Approximately 90 percent of the Fortune 500 are running enterprise Java apps in production, the Foundation has said, and the Jakarta EE 9 specifications "give new life to this massive installed base."

The enterprise Java ecosystem is generating more interest from vendors than it has in years, Milinkovich said, which is something of a validation of the Foundation's approach.

"On the vendor side, it had been whittled down to IBM, Red Hat, Payara, Tomitribe, and Fujitsu," he said. "But now, we're getting a lot more vendor engagement, participation, and  support. All good things."

With this release the Eclipse Foundation is also announcing the certification of Eclipse GlassFish 6.0.0, as well as several solutions working on compliance for 2021, including:

● Apusic AAS
● Fujitsu Software Enterprise Platform
● IBM Websphere Liberty
● Jboss Enterprise Application Platform
● Open Liberty
● Payara Platform
● Piranha Micro
● Primeton AppServer
● TMax Jeus
● WildFly

It's worth keeping in mind that specification approval was fresh territory for the Eclipse Foundation, and it had to put together a brand new specification process. Jakarta EE is being developed and maintained under the Jakarta EE Specification Process, which replaces the Java Community Process (JCP) for Java EE.

Accepting the stewardship of enterprise Java and shepherding its successful journey to Jakarta EE is a real feather in the Foundation's cap, Milinkovich said.
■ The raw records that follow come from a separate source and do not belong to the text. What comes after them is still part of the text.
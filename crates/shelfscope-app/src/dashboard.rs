//! Composition root wiring settings, storage and image resolution together

use anyhow::{Context, Result};
use shelfscope_images::{HttpImageApi, ImageApi, ImageResolver, ImageSession};
use shelfscope_settings::ShelfscopeSettings;
use shelfscope_storage::{KeyValueStore, MemoryStore, SqliteStore, paths};
use shelfscope_table::{ColumnDescriptor, TableStateBuilder};
use std::sync::Arc;

pub struct Dashboard {
    settings: ShelfscopeSettings,
    store: Arc<dyn KeyValueStore>,
    images: ImageResolver,
}

impl std::fmt::Debug for Dashboard {
    fn fmt(&self, f: &mut std::fmt::Formatter<'_>) -> std::fmt::Result {
        f.debug_struct("Dashboard")
            .field("settings", &self.settings)
            .field("images", &self.images)
            .finish_non_exhaustive()
    }
}

impl Dashboard {
    /// Open the dashboard against the on-disk state database
    pub fn open(settings: ShelfscopeSettings) -> Result<Self> {
        paths::ensure_directories().context("Failed to create data directories")?;
        let path = paths::store_file()?;
        let store = SqliteStore::open(&path)
            .with_context(|| format!("Failed to open state store at {:?}", path))?;
        tracing::info!(path = %path.display(), "Opened state store");
        Self::with_store(settings, Arc::new(store))
    }

    /// Use `store` for persisted state and talk HTTP to the configured backend
    pub fn with_store(settings: ShelfscopeSettings, store: Arc<dyn KeyValueStore>) -> Result<Self> {
        let images = &settings.images;
        let api = match images.session_cookie.as_deref() {
            Some(cookie) => {
                HttpImageApi::with_session(&images.api_base_url, cookie, images.request_timeout())
            }
            None => HttpImageApi::new(&images.api_base_url),
        }
        .with_context(|| format!("Invalid image API base URL: {}", images.api_base_url))?;

        Ok(Self::with_parts(settings, store, Arc::new(api)))
    }

    pub fn with_parts(
        settings: ShelfscopeSettings,
        store: Arc<dyn KeyValueStore>,
        api: Arc<dyn ImageApi>,
    ) -> Self {
        let resolver = ImageResolver::new(api, store.clone(), settings.images.to_resolver_config());
        Self {
            settings,
            store,
            images: resolver,
        }
    }

    pub fn settings(&self) -> &ShelfscopeSettings {
        &self.settings
    }

    pub fn store(&self) -> &Arc<dyn KeyValueStore> {
        &self.store
    }

    pub fn images(&self) -> &ImageResolver {
        &self.images
    }

    /// Batched image resolution for one view. Views that resolve
    /// concurrently each need their own session.
    pub fn image_session(&self) -> ImageSession {
        self.images.session()
    }

    /// Table builder sharing this dashboard's store and pinned column.
    ///
    /// With column order persistence turned off every table gets its own
    /// session-only store.
    pub fn table(&self, table_key: &str, columns: Vec<ColumnDescriptor>) -> TableStateBuilder {
        let table = &self.settings.table;
        let store: Arc<dyn KeyValueStore> = if table.persist_column_order {
            self.store.clone()
        } else {
            Arc::new(MemoryStore::new())
        };

        shelfscope_table::TableState::builder(columns)
            .table_key(table_key)
            .pinned_key(table.pinned_key.clone())
            .store(store)
    }
}
//! Persisted image URL cache
//!
//! All entries live under one key, `productImages`, as a JSON object mapping
//! identifier to `{ url, timestamp, method }`. Entries are never deleted;
//! they simply stop being served once older than the TTL.

use serde::{Deserialize, Serialize};
use shelfscope_core::Clock;
use shelfscope_storage::{KeyValueStore, get_json, set_json};
use std::collections::HashMap;
use std::sync::Arc;
use std::time::Duration;

pub const CACHE_STORAGE_KEY: &str = "productImages";

/// 24 hours
pub const DEFAULT_TTL: Duration = Duration::from_secs(24 * 60 * 60);

#[derive(Debug, Clone, PartialEq, Eq, Serialize, Deserialize)]
pub struct ImageCacheEntry {
    pub url: String,
    /// Epoch milliseconds when the entry was written
    pub timestamp: i64,
    pub method: String,
}

impl ImageCacheEntry {
    pub fn is_valid_at(&self, now_millis: i64, ttl: Duration) -> bool {
        let age = now_millis.saturating_sub(self.timestamp);
        age < i64::try_from(ttl.as_millis()).unwrap_or(i64::MAX)
    }
}

#[derive(Clone)]
pub struct ImageCache {
    store: Arc<dyn KeyValueStore>,
    clock: Arc<dyn Clock>,
    ttl: Duration,
}

impl std::fmt::Debug for ImageCache {
    fn fmt(&self, f: &mut std::fmt::Formatter<'_>) -> std::fmt::Result {
        f.debug_struct("ImageCache")
            .field("ttl", &self.ttl)
            .finish_non_exhaustive()
    }
}

impl ImageCache {
    pub fn new(store: Arc<dyn KeyValueStore>, clock: Arc<dyn Clock>, ttl: Duration) -> Self {
        Self { store, clock, ttl }
    }

    pub fn ttl(&self) -> Duration {
        self.ttl
    }

    /// Every stored entry, valid or not. Unreadable storage reads as empty.
    pub fn entries(&self) -> HashMap<String, ImageCacheEntry> {
        match get_json::<HashMap<String, ImageCacheEntry>>(self.store.as_ref(), CACHE_STORAGE_KEY) {
            Ok(read) => read.ok().unwrap_or_default(),
            Err(err) => {
                tracing::warn!(error = %err, "Failed to read image cache");
                HashMap::new()
            }
        }
    }

    /// Cached URL for `id` if the entry is younger than the TTL
    pub fn get_valid(&self, id: &str) -> Option<ImageCacheEntry> {
        let now = self.clock.now_millis();
        self.entries()
            .remove(id)
            .filter(|entry| entry.is_valid_at(now, self.ttl))
    }

    /// Split identifiers into cached-valid URLs and identifiers that need a fetch
    pub fn partition(&self, ids: &[String]) -> (HashMap<String, String>, Vec<String>) {
        let now = self.clock.now_millis();
        let entries = self.entries();

        let mut cached = HashMap::new();
        let mut missing = Vec::new();
        for id in ids {
            match entries.get(id) {
                Some(entry) if entry.is_valid_at(now, self.ttl) => {
                    cached.insert(id.clone(), entry.url.clone());
                }
                _ => missing.push(id.clone()),
            }
        }
        (cached, missing)
    }

    pub fn put(&self, id: &str, url: &str, method: &str) {
        self.put_many([(id.to_string(), url.to_string())], method);
    }

    /// Write entries with a fresh timestamp.
    ///
    /// Read-modify-write over the shared map; concurrent writers race and the
    /// last write wins. Failures are logged, never raised.
    pub fn put_many(&self, urls: impl IntoIterator<Item = (String, String)>, method: &str) {
        let now = self.clock.now_millis();
        let mut entries = self.entries();
        let mut written = 0usize;
        for (id, url) in urls {
            entries.insert(
                id,
                ImageCacheEntry {
                    url,
                    timestamp: now,
                    method: method.to_string(),
                },
            );
            written += 1;
        }
        if written == 0 {
            return;
        }
        if let Err(err) = set_json(self.store.as_ref(), CACHE_STORAGE_KEY, &entries) {
            tracing::warn!(error = %err, "Failed to persist image cache");
        }
    }
}
//! Common test utilities and mocks

#![allow(dead_code)]

use async_trait::async_trait;
use parking_lot::Mutex;
use shelfscope_core::{Result, ShelfscopeError};
use shelfscope_images::{BatchResult, ImageApi, ImageResponse};
use std::collections::HashMap;
use std::sync::Arc;

/// Recorded backend call
#[derive(Debug, Clone, PartialEq, Eq)]
pub enum ApiCall {
    Batch(Vec<String>),
    One(String),
}

/// Mock image backend for exercising the resolver without a network.
///
/// Identifiers listed in `images` resolve to their URL; everything else
/// answers with no image. Batch and single lookups can be made to fail
/// independently.
#[derive(Default)]
pub struct MockImageApi {
    pub images: HashMap<String, String>,
    pub fail_batches: bool,
    pub fail_single: Vec<String>,
    pub fail_all_single: bool,
    /// Virtual time each call takes
    pub latency: Option<std::time::Duration>,
    calls: Arc<Mutex<Vec<(tokio::time::Instant, ApiCall)>>>,
}

impl MockImageApi {
    pub fn new() -> Self {
        Self::default()
    }

    pub fn with_image(mut self, id: &str, url: &str) -> Self {
        self.images.insert(id.to_string(), url.to_string());
        self
    }

    pub fn with_images(mut self, ids: &[&str]) -> Self {
        for id in ids {
            self.images
                .insert(id.to_string(), format!("https://cdn.example/{}.jpg", id));
        }
        self
    }

    pub fn with_batch_failure(mut self) -> Self {
        self.fail_batches = true;
        self
    }

    pub fn with_single_failure(mut self, id: &str) -> Self {
        self.fail_single.push(id.to_string());
        self
    }

    pub fn offline(mut self) -> Self {
        self.fail_batches = true;
        self.fail_all_single = true;
        self
    }

    pub fn with_latency(mut self, latency: std::time::Duration) -> Self {
        self.latency = Some(latency);
        self
    }

    pub fn calls(&self) -> Vec<ApiCall> {
        self.calls.lock().iter().map(|(_, c)| c.clone()).collect()
    }

    pub fn timed_calls(&self) -> Vec<(tokio::time::Instant, ApiCall)> {
        self.calls.lock().clone()
    }

    async fn record(&self, call: ApiCall) {
        self.calls.lock().push((tokio::time::Instant::now(), call));
        if let Some(latency) = self.latency {
            tokio::time::sleep(latency).await;
        }
    }
}

#[async_trait]
impl ImageApi for MockImageApi {
    async fn fetch_one(&self, id: &str) -> Result<ImageResponse> {
        self.record(ApiCall::One(id.to_string())).await;
        if self.fail_all_single || self.fail_single.iter().any(|f| f == id) {
            return Err(ShelfscopeError::Network("connection refused".into()));
        }
        Ok(ImageResponse {
            image_url: self.images.get(id).cloned(),
            method: Some("scrape".to_string()),
        })
    }

    async fn fetch_batch(&self, ids: &[String]) -> Result<BatchResult> {
        self.record(ApiCall::Batch(ids.to_vec())).await;
        if self.fail_batches {
            return Err(ShelfscopeError::Http {
                status: 500,
                message: "batch endpoint down".into(),
            });
        }
        Ok(ids
            .iter()
            .map(|id| (id.clone(), self.images.get(id).cloned()))
            .collect())
    }
}

pub fn ids(items: &[&str]) -> Vec<String> {
    items.iter().map(|s| s.to_string()).collect()
}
"I think a lot of other organizations might have given up along the way," he said, "but the persistence, experience, and intellectual property sophistication we have at the Foundation led us to find a path that got us to where we are."

The Jakarta EE roadmap for 2021 includes at least one more (huge) baby step in Jakarta 9.1: the move of the base platform from Java SE 8 to Java SE 11. Efforts are already under way for that release, though Milinkovich didn't offer a release date.

"I don't know when it's coming, but we're turning the crank as fast as possible," he said.

Moving the base Java platform from Java SE 8 to Java SE 11 is a logical next step in this process. Java eight is still the most widely used version of Java, and Java 11 is next in popularity.

"By moving this Java platform forward we're helping to modernize the Java ecosystem," Milinkovich said.